Bill Gates Calls On the US Government To Invest More In Research and Development (fortune.com)
An anonymous reader cites an article on Fortune: On Monday, Bill Gates attempted a commendable feat: to get politicians to focus on something other than the current election cycle and its partisan bickering. In an op-ed published by Reuters, the billionaire co-founder of Microsoft called on the United States to spur technological innovation by increasing its investment in research and development. "Government funding for our world-class research institutions produces the new technologies that American entrepreneurs take to market," he wrote. But while other nations like South Korea and China have drastically upped their R and D spending, the United States' has "essentially flatlined." He said that the rest of the world's commitment to research and development is great, "but if the United States is going to maintain its leading role, it needs to up its game." His call for more government-sponsored R&D also comes as corporations pull back on their commitment to discovery and innovation. With more government investment, he said, U.S. scientists could completely eradicate polio and further decrease the number of deaths from malaria. More funding could also "develop the technologies that will power the world -- while also fighting climate change, promoting energy independence, and providing affordable energy for the 1.3 billion poor people who don't have it today."
Always easier to spend other people's money than it is to spend your own, eh Billy?
Government spending is easy. Making sure it doesn't result in people lining their pockets with the money without producing tangible results is hard.
>> Government funding for our world-class research institutions produces the new technologies that American entrepreneurs take to market
You pay the taxes
Public schools research the tech
Big business profits
Given its track record, I have little faith that the government would use taxpayer funds to get promising ideas developed by people who would otherwise not have the resources to do it on their own. More than likely, this would be just another avenue to funnel tons of cash to the friends and donors of those in power (on both sides of the aisle).
The government might have the money to increase R&D funding if companies like Microsoft hadn't used creative accounting to almost totally avoid paying taxes. Perhaps Bill should have thought about that sooner.
Gee, I wonder why they do that?
Corporations used to have R&D centers. In fact, I work down the street from a rather famous one in Palo Alto that the corporate owners had no clue what to do with. But the bean counters from Wall Street ruled that R&D was an expense that added nothing to the bottom line. God forbid if you reduce today's profits for a future cow cash that might revolutionize the industry and make even more money.
Microsoft for example has a very well regarded pure resarch division.
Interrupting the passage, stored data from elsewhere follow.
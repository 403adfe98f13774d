//! Domain layer - Core business logic and entities

pub mod address;
pub mod error;
pub mod national_team;
pub mod storage;

pub use address::{ServiceAddressProvider, ServiceAddresses};
pub use error::DomainError;
pub use national_team::{
    validate_national_team_id, NationalTeam, NationalTeamEntity, NationalTeamId,
    NationalTeamRepository, NationalTeamValidationError,
};
pub use storage::{Storage, StorageEntity, StorageKey};
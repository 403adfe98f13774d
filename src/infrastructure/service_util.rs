//! Address of the running instance, reported on read responses

use std::ffi::OsString;
use std::io;
use std::net::ToSocketAddrs;

use tracing::{debug, warn};

use crate::domain::{DomainError, ServiceAddressProvider};

const UNKNOWN_HOST_NAME: &str = "unknown host name";
const UNKNOWN_IP_ADDRESS: &str = "unknown IP address";

/// Reports this instance as `hostname/ip:port`.
///
/// The address is resolved once, when the value is built.
#[derive(Debug, Clone)]
pub struct ServiceUtil {
    service_address: String,
}

impl ServiceUtil {
    /// Resolve the address for a server listening on `port`.
    ///
    /// Blocks on DNS; async callers go through [`ServiceUtil::resolve`].
    pub fn new(port: u16) -> Self {
        let host_name = host_name_from(hostname::get());
        let ip_address = find_ip_address(&host_name, port);
        let service_address = format!("{}/{}:{}", host_name, ip_address, port);

        debug!(service_address = %service_address, "Resolved service address");

        Self { service_address }
    }

    /// Same as [`ServiceUtil::new`], run on the blocking thread pool
    pub async fn resolve(port: u16) -> Result<Self, DomainError> {
        tokio::task::spawn_blocking(move || Self::new(port))
            .await
            .map_err(|e| DomainError::internal(format!("Service address lookup failed: {}", e)))
    }

    /// Use a fixed, already known address
    pub fn with_address(address: impl Into<String>) -> Self {
        Self {
            service_address: address.into(),
        }
    }
}

impl ServiceAddressProvider for ServiceUtil {
    fn service_address(&self) -> String {
        self.service_address.clone()
    }
}

fn host_name_from(lookup: io::Result<OsString>) -> String {
    match lookup {
        Ok(name) if !name.is_empty() => name.to_string_lossy().into_owned(),
        Ok(_) => UNKNOWN_HOST_NAME.to_string(),
        Err(e) => {
            warn!(error = %e, "Could not read local host name");
            UNKNOWN_HOST_NAME.to_string()
        }
    }
}

fn find_ip_address(host_name: &str, port: u16) -> String {
    if host_name == UNKNOWN_HOST_NAME {
        return UNKNOWN_IP_ADDRESS.to_string();
    }

    (host_name, port)
        .to_socket_addrs()
        .ok()
        .and_then(|mut addrs| addrs.next())
        .map(|addr| addr.ip().to_string())
        .unwrap_or_else(|| UNKNOWN_IP_ADDRESS.to_string())
}
//! Storage domain - Generic document storage abstraction layer

mod entity;
mod repository;

pub use entity::{StorageEntity, StorageKey};
pub use repository::Storage;
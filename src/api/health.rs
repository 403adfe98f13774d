//! Health check endpoints

use axum::{http::StatusCode, response::IntoResponse, Json};
use serde::Serialize;

/// Health status
#[derive(Debug, Clone, Copy, PartialEq, Eq, Serialize)]
#[serde(rename_all = "lowercase")]
pub enum HealthStatus {
    Healthy,
}

/// Health check response
#[derive(Debug, Clone, Serialize)]
pub struct HealthResponse {
    pub status: HealthStatus,
    pub version: String,
}

/// Basic health check - returns OK if the service is running
pub async fn health_check() -> impl IntoResponse {
    let response = HealthResponse {
        status: HealthStatus::Healthy,
        version: env!("CARGO_PKG_VERSION").to_string(),
    };

    (StatusCode::OK, Json(response))
}

/// Liveness check for container probes
pub async fn live_check() -> impl IntoResponse {
    StatusCode::OK
}

#[cfg(test)]
mod tests {
    use super::*;

    #[test]
    fn test_health_status_serialization() {
        assert_eq!(
            serde_json::to_string(&HealthStatus::Healthy).unwrap(),
            "\"healthy\""
        );
    }

    #[test]
    fn test_health_response_serialization() {
        let response = HealthResponse {
            status: HealthStatus::Healthy,
            version: "1.0.0".to_string(),
        };

        let json = serde_json::to_string(&response).unwrap();
        assert!(json.contains("\"status\":\"healthy\""));
        assert!(json.contains("\"version\":\"1.0.0\""));
    }
}
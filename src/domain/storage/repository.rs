//! Storage trait definition

use std::fmt::Debug;

use async_trait::async_trait;

use crate::domain::DomainError;

use super::entity::StorageEntity;

/// Keyed document store for one entity type.
///
/// Keys are unique: `create` must fail with [`DomainError::Conflict`] when a
/// document with the same key is already stored.
#[async_trait]
pub trait Storage<E>: Send + Sync + Debug
where
    E: StorageEntity + 'static,
{
    async fn get(&self, key: &E::Key) -> Result<Option<E>, DomainError>;

    /// Inserts a document, returns a conflict if the key is taken
    async fn create(&self, entity: E) -> Result<E, DomainError>;

    /// Removes a document, returns false if nothing was stored under the key
    async fn delete(&self, key: &E::Key) -> Result<bool, DomainError>;
}
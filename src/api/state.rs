//! Application state for shared services

use std::sync::Arc;

use futures::future::BoxFuture;

use crate::domain::{DomainError, NationalTeam, NationalTeamRepository, ServiceAddresses};
use crate::infrastructure::national_team::NationalTeamService;

/// Application state containing shared services using dynamic dispatch
#[derive(Clone)]
pub struct AppState {
    pub national_team_service: Arc<dyn NationalTeamServiceTrait>,
    pub service_addresses: Arc<ServiceAddresses>,
}

/// Trait for national team service operations
#[async_trait::async_trait]
pub trait NationalTeamServiceTrait: Send + Sync {
    async fn create(&self, body: NationalTeam) -> Result<NationalTeam, DomainError>;
    fn get(
        &self,
        id: i32,
    ) -> Result<BoxFuture<'static, Result<NationalTeam, DomainError>>, DomainError>;
    async fn delete(&self, id: i32) -> Result<(), DomainError>;
}

#[async_trait::async_trait]
impl<R: NationalTeamRepository + 'static> NationalTeamServiceTrait for NationalTeamService<R> {
    async fn create(&self, body: NationalTeam) -> Result<NationalTeam, DomainError> {
        NationalTeamService::create_national_team(self, body).await
    }

    fn get(
        &self,
        id: i32,
    ) -> Result<BoxFuture<'static, Result<NationalTeam, DomainError>>, DomainError> {
        NationalTeamService::get_national_team(self, id)
    }

    async fn delete(&self, id: i32) -> Result<(), DomainError> {
        NationalTeamService::delete_national_team(self, id).await
    }
}

impl AppState {
    /// Create new application state with provided services
    pub fn new(
        national_team_service: Arc<dyn NationalTeamServiceTrait>,
        service_addresses: Arc<ServiceAddresses>,
    ) -> Self {
        Self {
            national_team_service,
            service_addresses,
        }
    }
}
Microsoft closed the R&D center they had in Silicon Valley. I had a job interview at their campus several years. It was dead, dead, dead. Walk a couple of blocks away, all the Googlers were dancing in the street, chasing after unicorns and looking for lunch.
Bill Gates attempted a commendable feat: to get politicians to focus on something other than the current election cycle and its partisan bickering.
I didn't know his middle name was Sisyphus...
Getting politicians to care about anything other than getting power and bashing the opposition these days is nigh impossible.
More funding could also "develop the technologies that will power the world -- while also fighting climate change, promoting energy independence, and providing affordable energy for the 1.3 billion poor people who don't have it today."
The party which currently controls Congress cares about none of those things. They plainly dispute even the existence of climate change, they aren't concerned about energy independence because that would hurt their oil and coal buddies and they certainly don't care about providing energy for poor people, especially ones that aren't American citizens.
Regular companies have slashed their R&D or eliminated it completely. Bell Labs barely exists anymore, HP, IBM and Microsoft's Research arms are so product focused that very little long-term groundbreaking science comes out of there these days. Product manufacturing being shifted overseas means the engineering around manufacturing and product development is slowly shifting closer to the factories. Add in the fact that science in the academic world is a notoriously unstable, low-paying area to be in, and it's no wonder that basic research gets underfunded. It's not the same in other countries -- foreign students come back from their education here and are treated quite well compared to students here.
The problem is that to continue innovating, you need that R&D pipeline. The public market and the MBA crowd prohibit investment in anything further than 2 quarters out, so something has to come in and pick up the slack. The golden age of for-profit companies paying for R&D is over unless some major shift happens. Not that I want to go back to the Cold War era, but look how much money got poured into the Space Race and defense programs. When the limitations of budgets, etc. were removed, progress was made quickly. The goal was to beat the Russians to the Moon, or to protect the country from a nuclear attack at all costs, and the work got done.
tl;dr: Yes, throwing money at this particular problem will work, and it has in the past. It just takes the will to do it.
That $6 trillion we pissed away in Iraq and the Afghanistan would have come in handy right about now.